New York. So hohe Erwartungen wurden selten an die Dienstreise eines deutschen Politikers geknüpft. Die Opel-Belegschaft, die Öffentlichkeit, der Steuerzahler, die Kanzlerin - kurz: halb Deutschland scheint gespannt, ob es Wirtschaftsminister Karl-Theodor zu Guttenberg (CSU) bei seinen Gesprächen in New York und Washington tatsächlich gelingt, den Schlüssel zur Rettung des angeschlagenen Rüsselsheimer Autobauers zu finden. Seit Sonntagabend ist er deshalb in den Staaten. Die Opel-Frage steht sinnbildlich dafür, ob und wie Deutschland mit der Weltwirtschaftskrise fertig wird. Und zu Guttenberg steht für einen unverbrauchten, erfrischend offenen, aber trotzdem professionellen Politiker-Typus, der seit Wochen viel Aufmerksamkeit erregt. Der vor fünf Wochen vom CSU-Generalsekretär ins Wirtschaftsministerium beförderte Politiker lässt sich trotz des gewaltigen Erwartungsdrucks keinerlei Nervosität anmerken.
Im Gegenteil: Der Hoffnungsträger von CSU-Chef Horst Seehofer empfing zum Auftakt seiner Antrittsreise in der Nacht auf Montag souverän - und perfekt Englisch parlierend - seine einigermaßen entzückten Gäste aus Politik und Wirtschaft im altehrwürdigen New Yorker University Club. Dort wirkte er fast wie ein alter Bekannter: Als Bundestagsabgeordneter mit Schwerpunkt Außenpolitik hatte er hierher bereits intensive Kontakte geknüpft, die auch jetzt hilfreich sein können. Zu Guttenbergs Aufenthalt in den USA erweist sich als ideale Bühne, um seine Stärken ins Licht zu setzen, nachdem es sogar in Unionskreisen zunächst gerade wegen seines Diplomaten-Images Zweifel an der fachlichen Eignung des Aufsteigers für dieses Amt gegeben hatte.

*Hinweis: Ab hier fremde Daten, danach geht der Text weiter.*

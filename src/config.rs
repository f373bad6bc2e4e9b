use std::path::{Path, PathBuf};
use std::time::Duration;

use anyhow::{Context, Result};
use config::{Config, Environment, File};
use serde::Deserialize;

pub const DEFAULT_BASE_URL: &str = "https://pmc.ncbi.nlm.nih.gov";
pub const DEFAULT_AI_BASE_URL: &str = "https://api.openai.com/v1";
pub const DEFAULT_AI_MODEL: &str = "gpt-4o-mini";
pub const DEFAULT_USER_AGENT: &str =
    "PMC-Harvester/0.1 (+https://github.com/pmc-harvester; polite bulk article fetcher)";

const CONFIG_FILE: &str = "harvester.toml";
const ENV_PREFIX: &str = "PMC_HARVEST";

#[derive(Debug, Clone, Copy, PartialEq, Eq, Deserialize, clap::ValueEnum)]
#[serde(rename_all = "lowercase")]
pub enum AiMode {
    /// Use the AI service when an API key is available.
    Auto,
    /// Heuristics only.
    Off,
}

/// Settings for one harvesting run. Defaults < `harvester.toml` < `PMC_HARVEST_*` env < CLI.
#[derive(Debug, Clone, Deserialize)]
#[serde(default)]
pub struct HarvestConfig {
    pub out_dir: PathBuf,
    pub concurrency: usize,
    pub limit: Option<usize>,
    pub force: bool,

    pub base_url: String,
    pub user_agent: String,
    pub request_timeout_secs: u64,
    pub max_retries: u32,
    pub backoff_base_ms: u64,
    pub politeness_delay_ms: u64,

    pub ai_mode: AiMode,
    pub ai_model: String,
    pub ai_base_url: String,
    pub ai_api_key: Option<String>,
    pub ai_timeout_secs: u64,
}

impl Default for HarvestConfig {
    fn default() -> Self {
        Self {
            out_dir: PathBuf::from("data"),
            concurrency: 6,
            limit: None,
            force: false,
            base_url: DEFAULT_BASE_URL.to_string(),
            user_agent: DEFAULT_USER_AGENT.to_string(),
            request_timeout_secs: 30,
            max_retries: 5,
            backoff_base_ms: 500,
            politeness_delay_ms: 400,
            ai_mode: AiMode::Auto,
            ai_model: DEFAULT_AI_MODEL.to_string(),
            ai_base_url: DEFAULT_AI_BASE_URL.to_string(),
            ai_api_key: None,
            ai_timeout_secs: 60,
        }
    }
}

impl HarvestConfig {
    /// Layer the optional config file and environment over the defaults.
    pub fn load(explicit_file: Option<&Path>) -> Result<Self> {
        let mut builder = Config::builder();
        builder = match explicit_file {
            Some(path) => builder.add_source(File::from(path).required(true)),
            None => builder.add_source(File::with_name(CONFIG_FILE).required(false)),
        };
        let settings = builder
            .add_source(Environment::with_prefix(ENV_PREFIX).try_parsing(true))
            .build()
            .context("failed to read harvester configuration")?;

        let mut cfg: HarvestConfig = settings
            .try_deserialize()
            .context("invalid harvester configuration")?;
        cfg.fill_ai_from_env();
        Ok(cfg)
    }

    /// `OPENAI_API_KEY` / `OPENAI_BASE_URL` apply unless set explicitly.
    fn fill_ai_from_env(&mut self) {
        if self.ai_api_key.is_none() {
            self.ai_api_key = std::env::var("OPENAI_API_KEY")
                .ok()
                .filter(|k| !k.trim().is_empty());
        }
        if self.ai_base_url == DEFAULT_AI_BASE_URL {
            if let Ok(url) = std::env::var("OPENAI_BASE_URL") {
                if !url.trim().is_empty() {
                    self.ai_base_url = url;
                }
            }
        }
    }

    pub fn raw_dir(&self) -> PathBuf {
        self.out_dir.join("raw")
    }

    pub fn papers_dir(&self) -> PathBuf {
        self.out_dir.join("papers")
    }

    pub fn report_path(&self) -> PathBuf {
        self.out_dir.join("run_report.json")
    }

    pub fn request_timeout(&self) -> Duration {
        Duration::from_secs(self.request_timeout_secs)
    }

    pub fn politeness_delay(&self) -> Duration {
        Duration::from_millis(self.politeness_delay_ms)
    }

    /// Why the AI path is off for this run, if it is.
    pub fn ai_disabled_reason(&self) -> Option<&'static str> {
        match (self.ai_mode, &self.ai_api_key) {
            (AiMode::Off, _) => Some("AI augmentation switched off; using heuristics"),
            (AiMode::Auto, None) => Some("OPENAI_API_KEY not set; falling back to heuristics"),
            (AiMode::Auto, Some(_)) => None,
        }
    }
}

Zum Spaziergang dürfte der Zwei-Tage-Trip dennoch nicht geraten. Die wichtigsten Gespräche - etwa mit dem Vorstandschef der von der Insolvenz bedrohten Opel-Mutter General Motors (GM), Rick Wagoner, sowie Präsident Barack Obamas wirtschaftspolitischem Berater Larry Summers - standen gestern noch aus. Aber die schwierigen Rahmenbedingungen machte der Minister mit der Vorliebe für klare, aber bildhafte Worte selber deutlich: "Es gehen Gespenster um, die an die 30er-Jahre erinnern", sagte zu Guttenberg in seiner Ansprache. "2009 wird ein hartes Jahr, das Realismus, aber auch Optimismus verlangt, den ich mir nicht nehmen lassen will."

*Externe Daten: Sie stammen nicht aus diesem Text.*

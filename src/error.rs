use std::path::PathBuf;

use thiserror::Error;

/// Failures surfaced by the fetch client once retries are spent.
///
/// A non-2xx answer is not an error; it comes back as `FetchOutcome::NotAvailable`.
#[derive(Debug, Error)]
pub enum FetchError {
    #[error("request to {url} failed after {attempts} attempt(s): {source}")]
    Transport {
        url: String,
        attempts: u32,
        #[source]
        source: reqwest::Error,
    },

    #[error("document cache I/O failed for {id}: {source}")]
    Cache {
        id: String,
        #[source]
        source: std::io::Error,
    },

    #[error("invalid source URL {url:?}: {reason}")]
    InvalidUrl { url: String, reason: String },

    #[error("failed to build HTTP client: {0}")]
    Client(#[source] reqwest::Error),
}

/// Errors from the OpenAI-compatible completion endpoint.
#[derive(Debug, Error)]
pub enum LlmError {
    #[error("HTTP error: {0}")]
    Http(#[from] reqwest::Error),

    #[error("API error [{status}]: {message}")]
    Api { status: u16, message: String },

    #[error("completion contained no text")]
    EmptyResponse,

    #[error("response was not the expected JSON: {0}")]
    Json(#[from] serde_json::Error),

    #[error("no API key configured")]
    MissingApiKey,
}

/// Run-level input problems. Any of these aborts before workers start.
#[derive(Debug, Error)]
pub enum InputError {
    #[error("cannot read {path}: {source}")]
    Io {
        path: PathBuf,
        #[source]
        source: std::io::Error,
    },

    #[error("malformed CSV {path}: {source}")]
    Csv {
        path: PathBuf,
        #[source]
        source: csv::Error,
    },

    #[error("no PMC identifiers found in {origin}")]
    NoIds { origin: String },
}

/// Pipeline stage an item was in when it failed.
#[derive(Debug, Clone, Copy, PartialEq, Eq)]
pub enum Stage {
    Fetching,
    Extracting,
    Persisting,
}

impl Stage {
    pub fn as_str(self) -> &'static str {
        match self {
            Stage::Fetching => "fetching",
            Stage::Extracting => "extracting",
            Stage::Persisting => "persisting",
        }
    }
}

impl std::fmt::Display for Stage {
    fn fmt(&self, f: &mut std::fmt::Formatter<'_>) -> std::fmt::Result {
        f.write_str(self.as_str())
    }
}

/// Per-item failure, caught at the orchestrator boundary.
#[derive(Debug, Error)]
#[error("{stage}: {message}")]
pub struct PipelineError {
    pub stage: Stage,
    pub message: String,
}

impl PipelineError {
    pub fn new(stage: Stage, err: impl std::fmt::Display) -> Self {
        Self {
            stage,
            message: err.to_string(),
        }
    }
}
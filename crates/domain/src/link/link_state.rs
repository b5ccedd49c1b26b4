/// Lifecycle state of the broker link as tracked by the sync controller.
///
/// `Ended` is terminal: it is entered on explicit close or process shutdown
/// and never left.
#[derive(Debug, Clone, Copy, PartialEq, Eq)]
pub enum LinkState {
    /// Not connected, no active connection attempt
    Disconnected,
    /// Waiting for the transport to (re-)establish the connection
    Connecting,
    /// Successfully connected and synchronizing
    Connected,
    /// Shut down, nothing will be processed anymore
    Ended,
}

impl LinkState {
    /// Check if currently connected
    pub fn is_connected(&self) -> bool {
        matches!(self, Self::Connected)
    }

    /// Check if the terminal state was reached
    pub fn is_ended(&self) -> bool {
        matches!(self, Self::Ended)
    }

    /// Transition to connecting state
    pub fn to_connecting(&self) -> Result<Self, &'static str> {
        match self {
            Self::Disconnected | Self::Connecting | Self::Connected => Ok(Self::Connecting),
            Self::Ended => Err("Cannot reconnect an ended link"),
        }
    }

    /// Transition to connected state
    pub fn to_connected(&self) -> Result<Self, &'static str> {
        match self {
            // A fresh handshake while we still believe we are connected is
            // a transport-level reconnect; re-entry is valid.
            Self::Connecting | Self::Connected => Ok(Self::Connected),
            Self::Disconnected => Err("Can only complete connection from Connecting state"),
            Self::Ended => Err("Cannot reconnect an ended link"),
        }
    }

    /// Transition to the terminal state
    pub fn to_ended(&self) -> Self {
        Self::Ended
    }
}

impl Default for LinkState {
    fn default() -> Self {
        Self::Disconnected
    }
}

#[cfg(test)]
mod tests {
    use super::*;

    #[test]
    fn test_initial_state_is_disconnected() {
        let state = LinkState::default();
        assert_eq!(state, LinkState::Disconnected);
        assert!(!state.is_connected());
        assert!(!state.is_ended());
    }

    #[test]
    fn test_transition_disconnected_to_connecting() {
        let next = LinkState::Disconnected.to_connecting().unwrap();
        assert_eq!(next, LinkState::Connecting);
    }

    #[test]
    fn test_transition_connecting_to_connected() {
        let next = LinkState::Connecting.to_connected().unwrap();
        assert_eq!(next, LinkState::Connected);
        assert!(next.is_connected());
    }

    #[test]
    fn test_reconnect_cycle() {
        // Connected -> transport drops -> Connecting -> handshake -> Connected
        let state = LinkState::Connected.to_connecting().unwrap();
        assert_eq!(state, LinkState::Connecting);
        assert_eq!(state.to_connected().unwrap(), LinkState::Connected);
    }

    #[test]
    fn test_reentry_while_connected_is_valid() {
        assert_eq!(
            LinkState::Connected.to_connected().unwrap(),
            LinkState::Connected
        );
    }

    #[test]
    fn test_cannot_connect_from_disconnected() {
        assert!(LinkState::Disconnected.to_connected().is_err());
    }

    #[test]
    fn test_ended_is_terminal() {
        let state = LinkState::Connected.to_ended();
        assert!(state.is_ended());
        assert!(state.to_connecting().is_err());
        assert!(state.to_connected().is_err());
    }
}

Das durchzuhalten dürfte selbst ihm nicht leichtfallen. Über die bisher einigermaßen aussichtlose Lage bei Opel wird in der Delegation nicht herumgeredet. Alle zentralen Fragen, wie das Unternehmen überhaupt aus dem taumelnden Mutterkonzern herausgelöst werden kann, sind demnach noch völlig offen: Wie steht GM, wie steht vor allem aber die US-Administration zu der von Opel angestrebten Abschottung aller europäischen GM-Standorte? Wie sieht es aus mit den Opel-Patenten, die an die amerikanische Regierung verpfändet wurden? Und was wird aus bereits abgetretenen Anteilen? Nur wenn die Amerikaner hier Entgegenkommen zeigen, könnte am Ende vielleicht ein betriebswirtschaftlich tragfähiges Konzept entstehen, das staatliche Bürgschaften und Kredite verantwortbar erschienen lässt, sagt auch der Minister. "Ich hoffe auf klare Antworten, die ich bislang nicht bekommen habe. Das sollte eigentlich machbar sein."

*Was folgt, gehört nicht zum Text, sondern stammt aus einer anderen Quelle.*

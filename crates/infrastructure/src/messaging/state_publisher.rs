use std::sync::Arc;

use async_trait::async_trait;
use domain::DomainEvent;
use domain::event::EventPublisher;
use domain::switch::TopicSet;

use crate::messaging::mqtt_client::BrokerLink;

/// Publishes observed switch states on the state topic.
pub struct MqttStatePublisher {
    link: Arc<dyn BrokerLink>,
    topics: TopicSet,
}

impl MqttStatePublisher {
    pub fn new(link: Arc<dyn BrokerLink>, topics: TopicSet) -> Self {
        Self { link, topics }
    }
}

#[async_trait]
impl EventPublisher for MqttStatePublisher {
    async fn publish(
        &self,
        event: DomainEvent,
    ) -> Result<(), Box<dyn std::error::Error + Send + Sync>> {
        match event {
            DomainEvent::SwitchStateObserved { device, state, .. } => {
                tracing::info!(
                    device = %device,
                    state = %state,
                    topic = %self.topics.state(),
                    "Publishing switch state"
                );

                if !self.link.is_connected() {
                    tracing::debug!("Link is down, publish is handed to the transport queue");
                }

                if let Err(e) = self
                    .link
                    .publish(self.topics.state(), state.wire_form().as_bytes(), false)
                    .await
                {
                    tracing::error!("Failed to publish switch state: {}", e);
                }
            }
            // Command application is made visible by the file round trip
            // through the watcher, not by an explicit acknowledgment.
            _ => {}
        }
        Ok(())
    }
}
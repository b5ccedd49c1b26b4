use std::sync::Arc;

use domain::event::EventPublisher;
use domain::link::LinkState;
use domain::switch::{Switch, SwitchState};
use domain::DomainEvent;
use infrastructure::messaging::{BrokerLink, LinkEvent, MqttMessage};
use infrastructure::store::StateStore;
use infrastructure::watch::StateWatcher;
use tokio::sync::{broadcast, mpsc};
use tokio_util::sync::CancellationToken;
use tracing::{debug, error, info, warn};

use crate::discovery::DiscoveryAnnouncer;

/// Orchestrates the bidirectional synchronization between the backing file
/// and the broker.
///
/// A single select loop serializes all work: observed file states flow out
/// as state publishes, inbound commands flow into file writes. On every
/// (re-)established connection the discovery message is re-announced and the
/// command subscription renewed, because neither is assumed to survive a
/// reconnect. The file watcher is started at most once; its observation
/// stream is drained here for the process lifetime, so reconnects rewire
/// nothing.
pub struct SyncController {
    link: Arc<dyn BrokerLink>,
    events: broadcast::Receiver<LinkEvent>,
    publisher: Arc<dyn EventPublisher>,
    announcer: DiscoveryAnnouncer,
    store: StateStore,
    switch: Switch,
    cancel_token: CancellationToken,
}

impl SyncController {
    pub fn new(
        link: Arc<dyn BrokerLink>,
        events: broadcast::Receiver<LinkEvent>,
        publisher: Arc<dyn EventPublisher>,
        store: StateStore,
        switch: Switch,
        cancel_token: CancellationToken,
    ) -> Self {
        let announcer = DiscoveryAnnouncer::new(link.clone(), switch.clone());

        Self {
            link,
            events,
            publisher,
            announcer,
            store,
            switch,
            cancel_token,
        }
    }

    pub async fn run(mut self) {
        let mut link_state = match LinkState::default().to_connecting() {
            Ok(state) => state,
            Err(e) => {
                error!(error = %e, "Sync controller cannot start");
                return;
            }
        };

        info!(device = %self.switch.device_id(), "Waiting for broker connection");

        // Created on the first successful connection, then kept for the
        // process lifetime.
        let mut observations: Option<mpsc::Receiver<SwitchState>> = None;

        loop {
            tokio::select! {
                _ = self.cancel_token.cancelled() => {
                    info!("Shutdown signal received");
                    link_state = link_state.to_ended();
                    break;
                }
                event = self.events.recv() => match event {
                    Ok(LinkEvent::Connected) => {
                        match link_state.to_connected() {
                            Ok(next) => link_state = next,
                            Err(e) => warn!(error = %e, "Unexpected connect"),
                        }
                        self.on_connected(&mut observations).await;
                    }
                    Ok(LinkEvent::Message(msg)) => {
                        self.on_message(&msg).await;
                    }
                    Ok(LinkEvent::ConnectionLost(reason)) => {
                        warn!(reason = %reason, "Broker link lost, waiting for transport to reconnect");
                        if let Ok(next) = link_state.to_connecting() {
                            link_state = next;
                        }
                    }
                    Err(broadcast::error::RecvError::Lagged(count)) => {
                        warn!(skipped = count, "Link event stream lagged");
                    }
                    Err(broadcast::error::RecvError::Closed) => {
                        warn!("Link event stream closed");
                        link_state = link_state.to_ended();
                        break;
                    }
                },
                observed = recv_observation(&mut observations) => match observed {
                    Some(state) => self.on_observation(state).await,
                    None => {
                        warn!("State watcher stream ended");
                        observations = None;
                    }
                },
            }
        }

        debug!(state = ?link_state, "Sync controller stopped");
    }

    /// Connection entry actions: announce, subscribe, start watching.
    /// Runs on every successful handshake, reconnects included.
    async fn on_connected(&self, observations: &mut Option<mpsc::Receiver<SwitchState>>) {
        info!(device = %self.switch.device_id(), "Broker connected, running connection setup");

        if let Err(e) = self.announcer.announce().await {
            error!(error = %e, "Failed to send discovery configuration");
        }

        let command_topic = self.switch.topics().command();
        match self.link.subscribe(command_topic).await {
            Ok(()) => info!(topic = %command_topic, "Listening for commands"),
            Err(e) => error!(topic = %command_topic, error = %e, "Failed to subscribe to command topic"),
        }

        // The watcher outlives reconnects; only the first connection starts it.
        if observations.is_none() {
            match StateWatcher::new(self.store.clone()).start() {
                Ok(rx) => *observations = Some(rx),
                Err(e) => error!(error = %e, "Failed to start state watcher"),
            }
        }
    }

    async fn on_message(&self, msg: &MqttMessage) {
        if msg.topic != self.switch.topics().command() {
            return;
        }

        let payload = String::from_utf8_lossy(&msg.payload);
        info!(topic = %msg.topic, payload = %payload, "Received command");

        let state = SwitchState::from_command_payload(&payload);
        self.store.write(state).await;

        let event = DomainEvent::command_applied(self.switch.device_id().clone(), state);
        if let Err(e) = self.publisher.publish(event).await {
            error!(error = %e, "Failed to publish command event");
        }
    }

    async fn on_observation(&self, state: SwitchState) {
        let event = DomainEvent::switch_state_observed(self.switch.device_id().clone(), state);
        if let Err(e) = self.publisher.publish(event).await {
            error!(error = %e, "Failed to publish state observation");
        }
    }
}

async fn recv_observation(
    observations: &mut Option<mpsc::Receiver<SwitchState>>,
) -> Option<SwitchState> {
    match observations {
        Some(rx) => rx.recv().await,
        None => std::future::pending().await,
    }
}
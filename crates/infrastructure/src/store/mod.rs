mod state_store;

pub use state_store::StateStore;
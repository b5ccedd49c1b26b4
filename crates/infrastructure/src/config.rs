use config::{Config, ConfigError, Environment, File};
use serde::{Deserialize, Serialize};

#[derive(Debug, Deserialize, Serialize, Clone)]
pub struct MqttConfig {
    pub host: String,
    pub port: u16,
    #[serde(default)]
    pub username: Option<String>,
    #[serde(default)]
    pub password: Option<String>,
}

#[derive(Debug, Deserialize, Serialize, Clone)]
pub struct SwitchConfig {
    /// Human-readable switch name shown by the automation hub
    pub name: String,
    /// Path of the backing file holding the switch state
    pub state_path: String,
}

#[derive(Debug, Deserialize, Serialize, Clone)]
pub struct BridgeConfig {
    pub mqtt: MqttConfig,
    pub switch: SwitchConfig,
}

impl BridgeConfig {
    pub fn load(config_dir: &str) -> Result<Self, ConfigError> {
        let s = Config::builder()
            // Start with default settings
            .set_default("mqtt.host", "localhost")?
            .set_default("mqtt.port", 1883)?
            .set_default("switch.name", "MQTTSWITCH")?
            .set_default("switch.state_path", "switchvalue")?
            // Local config file (optional) - e.g. config/default.toml
            .add_source(File::with_name(&format!("{}/default", config_dir)).required(false))
            // Environment variables (e.g. SWITCH__MQTT__HOST=10.0.0.1)
            .add_source(Environment::with_prefix("SWITCH").separator("__"))
            .build()?;

        s.try_deserialize()
    }
}
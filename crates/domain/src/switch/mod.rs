mod device_id;
mod discovery;
mod entity;
mod state;
mod topics;

pub use device_id::DeviceId;
pub use discovery::DiscoveryConfig;
pub use entity::Switch;
pub use state::SwitchState;
pub use topics::TopicSet;
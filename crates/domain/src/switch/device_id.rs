use crate::error::{DomainError, Result};
use serde::{Deserialize, Serialize};

/// Value object identifying the switch on the bus.
///
/// Derived deterministically from the human-readable switch name: lowercase,
/// internal whitespace runs collapsed to single underscores. The slug is used
/// verbatim in topic strings and must not be re-derived mid-run.
#[derive(Debug, Clone, PartialEq, Eq, Hash, Serialize, Deserialize)]
pub struct DeviceId(String);

impl DeviceId {
    /// Derive the device identity from a display name
    pub fn from_name(name: &str) -> Result<Self> {
        let slug = name
            .split_whitespace()
            .map(str::to_lowercase)
            .collect::<Vec<_>>()
            .join("_");

        if slug.is_empty() {
            return Err(DomainError::InvalidSwitchName(
                "Switch name must contain at least one non-whitespace character".to_string(),
            ));
        }

        Ok(Self(slug))
    }

    /// Get the inner slug value
    pub fn as_str(&self) -> &str {
        &self.0
    }
}

impl std::fmt::Display for DeviceId {
    fn fmt(&self, f: &mut std::fmt::Formatter<'_>) -> std::fmt::Result {
        write!(f, "{}", self.0)
    }
}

Doch selbst dann müsste außerdem ein geeigneter Investor am Horizont auftauchen. Eine direkte Beteiligung des Staates an dem Traditionskonzern wird inzwischen kategorisch ausgeschlossen - der Staat sei kein besserer Autobauer. Wie es um die weltwirtschaftlichen Rahmenbedingungen bestellt ist, das brachte am Abend zuvor im University Club der vom Minister als Gastredner eingeladene Finanzinvestor George Soros bereits auf den Punkt: "Der internationale Finanz- und Wirtschaftshandel wird seit der Pleite von Lehman Brothers nur noch künstlich am Leben erhalten", erklärte er unverblümt. Er würde sich auch sehr wundern, wenn sich ausgerechnet jetzt ein Investor fände, der in den Automobilmarkt einsteigen wolle.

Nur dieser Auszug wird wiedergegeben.